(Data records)

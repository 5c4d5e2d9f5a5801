//! Source runs: fetch, extract and normalize concurrently, hand off to a sink

use crate::config::{IngestConfig, PoolSettings};
use crate::error::{IngestError, Result};
use crate::framework::{ConcurrentProcessor, ItemId};
use crate::normalize::Normalizer;
use crate::registry::SourceRegistry;
use crate::sink::{ContractSink, RawRecord};
use crate::sources::{Fetched, Source};
use chrono::{DateTime, Months, NaiveDate, Utc};
use licita_common::types::{RunReport, RunStatus};
use licita_common::{ContractDto, ProcessingStats};
use tracing::{error, info, warn};
use uuid::Uuid;

/// Outcome of one raw item
struct Parsed {
    raw: Option<RawRecord>,
    contract: Option<ContractDto>,
}

pub struct IngestRunner {
    entry_pool: PoolSettings,
    months_to_check: u32,
    today: Option<NaiveDate>,
}

impl IngestRunner {
    pub fn new(config: &IngestConfig) -> Self {
        Self {
            entry_pool: config.entry_pool,
            months_to_check: config.months_to_check,
            today: None,
        }
    }

    pub fn with_today(mut self, today: NaiveDate) -> Self {
        self.today = Some(today);
        self
    }

    /// Start of the window to fetch
    ///
    /// The date of the last successful run when known, otherwise a bounded
    /// historical window of `months_to_check` months.
    pub fn effective_since(&self, last_run: Option<DateTime<Utc>>) -> NaiveDate {
        let today = self.today.unwrap_or_else(|| Utc::now().date_naive());
        match last_run {
            Some(ts) => ts.date_naive(),
            None => today
                .checked_sub_months(Months::new(self.months_to_check))
                .unwrap_or(today),
        }
    }

    /// Run one source end to end
    ///
    /// Only fatal configuration errors are returned; anything else ends up in
    /// the report.
    pub async fn run_source(
        &self,
        source: &dyn Source,
        last_run: Option<DateTime<Utc>>,
        sink: &dyn ContractSink,
    ) -> Result<RunReport> {
        let run_id = Uuid::new_v4();
        let started_at = Utc::now();
        let since = self.effective_since(last_run);
        info!(run_id = %run_id, source = source.name(), since = %since, "Starting source run");

        let fetched = match source.fetch(since).await {
            Ok(fetched) => fetched,
            Err(e) if e.is_fatal() => {
                error!(run_id = %run_id, source = source.name(), error = %e, "Run aborted");
                return Err(e);
            },
            Err(e) => {
                error!(run_id = %run_id, source = source.name(), error = %e, "Fetch failed");
                let report = RunReport {
                    run_id,
                    source: source.name().to_string(),
                    started_at,
                    finished_at: Utc::now(),
                    status: RunStatus::Failed,
                    archives: ProcessingStats::default(),
                    entries: ProcessingStats::default(),
                    contracts: 0,
                    dropped: 0,
                    sink_failures: 0,
                    mixed_groups: false,
                    error: Some(e.to_string()),
                };
                return Ok(self.finish(sink, report).await);
            },
        };

        Ok(self.deliver(run_id, started_at, source, fetched, sink).await)
    }

    /// Extract, normalize and deliver items that were fetched elsewhere
    pub async fn ingest_fetched(
        &self,
        source: &dyn Source,
        fetched: Fetched,
        sink: &dyn ContractSink,
    ) -> RunReport {
        self.deliver(Uuid::new_v4(), Utc::now(), source, fetched, sink)
            .await
    }

    /// Run the named sources (all when `names` is empty), one after another
    ///
    /// Names are resolved before any source starts; an unknown one aborts.
    pub async fn run_all(
        &self,
        registry: &SourceRegistry,
        names: &[String],
        last_run: Option<DateTime<Utc>>,
        sink: &dyn ContractSink,
    ) -> Result<Vec<RunReport>> {
        let sources = registry.select(names)?;
        let mut reports = Vec::with_capacity(sources.len());
        for source in sources {
            reports.push(self.run_source(source.as_ref(), last_run, sink).await?);
        }
        Ok(reports)
    }

    async fn deliver(
        &self,
        run_id: Uuid,
        started_at: DateTime<Utc>,
        source: &dyn Source,
        fetched: Fetched,
        sink: &dyn ContractSink,
    ) -> RunReport {
        let normalizer = Normalizer::new(source.platform(), source.default_status());
        let processor = ConcurrentProcessor::new("entries", self.entry_pool);

        let (parsed, entries) = processor
            .process_all(fetched.items, |item| {
                let normalizer = &normalizer;
                async move {
                    let record = source.parse(&item)?;
                    let contract = record.as_ref().and_then(|r| normalizer.normalize(r));
                    let raw = record.map(|record| RawRecord {
                        source: source.name().to_string(),
                        reference: record
                            .reference()
                            .map(str::to_string)
                            .unwrap_or_else(|| item.item_id()),
                        fetched_at: Utc::now(),
                        record,
                    });
                    Ok::<_, IngestError>(Parsed { raw, contract })
                }
            })
            .await;

        let mut contracts = 0usize;
        let mut dropped = 0usize;
        let mut sink_failures = 0usize;

        for Parsed { raw, contract } in parsed {
            if let Some(raw) = raw {
                if let Err(e) = sink.upsert_raw(&raw).await {
                    sink_failures += 1;
                    warn!(item = %raw.reference, error = %e, "Raw upsert failed");
                }
            }
            match contract {
                Some(contract) => match sink.upsert_contract(&contract).await {
                    Ok(()) => contracts += 1,
                    Err(e) => {
                        sink_failures += 1;
                        warn!(item = %contract.external_id, error = %e, "Contract upsert failed");
                    },
                },
                None => dropped += 1,
            }
        }

        let status = RunStatus::from_counts(
            fetched.stats.successful + entries.successful,
            fetched.stats.failed + entries.failed,
        );
        let report = RunReport {
            run_id,
            source: source.name().to_string(),
            started_at,
            finished_at: Utc::now(),
            status,
            archives: fetched.stats,
            entries,
            contracts,
            dropped,
            sink_failures,
            mixed_groups: fetched.mixed_groups,
            error: None,
        };

        info!(
            run_id = %run_id,
            source = %report.source,
            status = ?report.status,
            contracts,
            dropped,
            sink_failures,
            "Source run finished"
        );
        self.finish(sink, report).await
    }

    async fn finish(&self, sink: &dyn ContractSink, mut report: RunReport) -> RunReport {
        if let Err(e) = sink.finish(&report).await {
            warn!(run_id = %report.run_id, error = %e, "Sink failed to finish run");
            report.sink_failures += 1;
        }
        report
    }
}

#[cfg(test)]
#[allow(clippy::unwrap_used, clippy::expect_used)]
mod tests {
    use super::*;
    use crate::normalize::{RawContract, SourceRecord};
    use crate::sink::MemorySink;
    use crate::sources::{BulletinItem, RawItem};
    use async_trait::async_trait;
    use chrono::TimeZone;
    use licita_common::ContractStatus;

    /// Source serving canned bulletin items
    struct Canned {
        items: Vec<RawItem>,
        fail_fetch: Option<fn() -> IngestError>,
    }

    fn item(id: &str, title: &str) -> RawItem {
        RawItem::Bulletin(BulletinItem {
            identifier: id.to_string(),
            title: title.to_string(),
            department: "Ayuntamiento de Madrid".to_string(),
            section: String::new(),
            subsection: String::new(),
            url: String::new(),
            kind: crate::sources::boe::ItemKind::Contract,
            date: NaiveDate::from_ymd_opt(2025, 11, 29).unwrap(),
        })
    }

    #[async_trait]
    impl Source for Canned {
        fn name(&self) -> &'static str {
            "canned"
        }

        fn platform(&self) -> &'static str {
            "CANNED"
        }

        fn default_status(&self) -> ContractStatus {
            ContractStatus::Draft
        }

        async fn fetch(&self, _since: NaiveDate) -> Result<Fetched> {
            if let Some(fail) = self.fail_fetch {
                return Err(fail());
            }
            Ok(Fetched {
                items: self.items.clone(),
                stats: ProcessingStats {
                    total_items: 1,
                    successful: 1,
                    ..ProcessingStats::default()
                },
                mixed_groups: false,
            })
        }

        fn parse(&self, item: &RawItem) -> Result<Option<SourceRecord>> {
            let RawItem::Bulletin(item) = item else {
                return Ok(None);
            };
            if item.identifier == "boom" {
                return Err(IngestError::MalformedEntry("boom".to_string()));
            }
            Ok(Some(SourceRecord::Flat(RawContract {
                external_id: Some(item.identifier.clone()),
                title: Some(item.title.clone()),
                contracting_authority: Some(item.department.clone()),
                ..RawContract::default()
            })))
        }
    }

    fn runner() -> IngestRunner {
        IngestRunner::new(&IngestConfig::default())
            .with_today(NaiveDate::from_ymd_opt(2025, 11, 30).unwrap())
    }

    #[test]
    fn test_effective_since() {
        let runner = runner();
        assert_eq!(
            runner.effective_since(None),
            NaiveDate::from_ymd_opt(2023, 11, 30).unwrap()
        );
        let last = Utc.with_ymd_and_hms(2025, 10, 1, 8, 0, 0).unwrap();
        assert_eq!(
            runner.effective_since(Some(last)),
            NaiveDate::from_ymd_opt(2025, 10, 1).unwrap()
        );
    }

    #[tokio::test]
    async fn test_run_counts_drops_and_failures() {
        let source = Canned {
            items: vec![item("a", "Obras"), item("b", ""), item("boom", "x"), item("c", "Servicios")],
            fail_fetch: None,
        };
        let sink = MemorySink::new();

        let report = runner().run_source(&source, None, &sink).await.unwrap();

        assert_eq!(report.entries.total_items, 4);
        assert_eq!(report.entries.successful, 3);
        assert_eq!(report.entries.failed, 1);
        assert_eq!(report.entries.errors[0].item_id, "boom");
        assert_eq!(report.contracts, 2);
        assert_eq!(report.dropped, 1);
        assert_eq!(report.status, RunStatus::Partial);

        let stored = sink.contracts().await;
        assert_eq!(stored.len(), 2);
        assert_eq!(stored[0].region, "Comunidad de Madrid");
        assert_eq!(stored[0].status, ContractStatus::Draft);
        assert_eq!(sink.raw_records().await.len(), 3);
        assert_eq!(sink.reports().await.len(), 1);
    }

    #[tokio::test]
    async fn test_fatal_fetch_error_aborts() {
        let source = Canned {
            items: Vec::new(),
            fail_fetch: Some(|| IngestError::NoDiscoveryStrategy("ftp://x".to_string())),
        };
        let sink = MemorySink::new();
        let err = runner().run_source(&source, None, &sink).await.unwrap_err();
        assert!(matches!(err, IngestError::NoDiscoveryStrategy(_)));
        assert!(sink.reports().await.is_empty());
    }

    #[tokio::test]
    async fn test_non_fatal_fetch_error_is_reported() {
        let source = Canned {
            items: Vec::new(),
            fail_fetch: Some(|| IngestError::Parse("listing".to_string())),
        };
        let sink = MemorySink::new();
        let report = runner().run_source(&source, None, &sink).await.unwrap();
        assert_eq!(report.status, RunStatus::Failed);
        assert!(report.error.unwrap().contains("listing"));
        assert_eq!(sink.reports().await.len(), 1);
    }

    #[tokio::test]
    async fn test_run_all_rejects_unknown_names_upfront() {
        let mut registry = SourceRegistry::new();
        registry
            .register(std::sync::Arc::new(Canned {
                items: vec![item("a", "Obras")],
                fail_fetch: None,
            }))
            .unwrap();
        let sink = MemorySink::new();

        let err = runner()
            .run_all(&registry, &["canned".to_string(), "missing".to_string()], None, &sink)
            .await
            .unwrap_err();
        assert!(matches!(err, IngestError::UnknownSource(_)));
        assert!(sink.contracts().await.is_empty());

        let reports = runner().run_all(&registry, &[], None, &sink).await.unwrap();
        assert_eq!(reports.len(), 1);
        assert_eq!(reports[0].status, RunStatus::Success);
    }
}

* **Exercise prompt**
Search the entries for "IngestRunner" and copy out each line that has it.

* **Response to this task**
pub struct IngestRunner {
impl IngestRunner {
    fn runner() -> IngestRunner {
        IngestRunner::new(&IngestConfig::default())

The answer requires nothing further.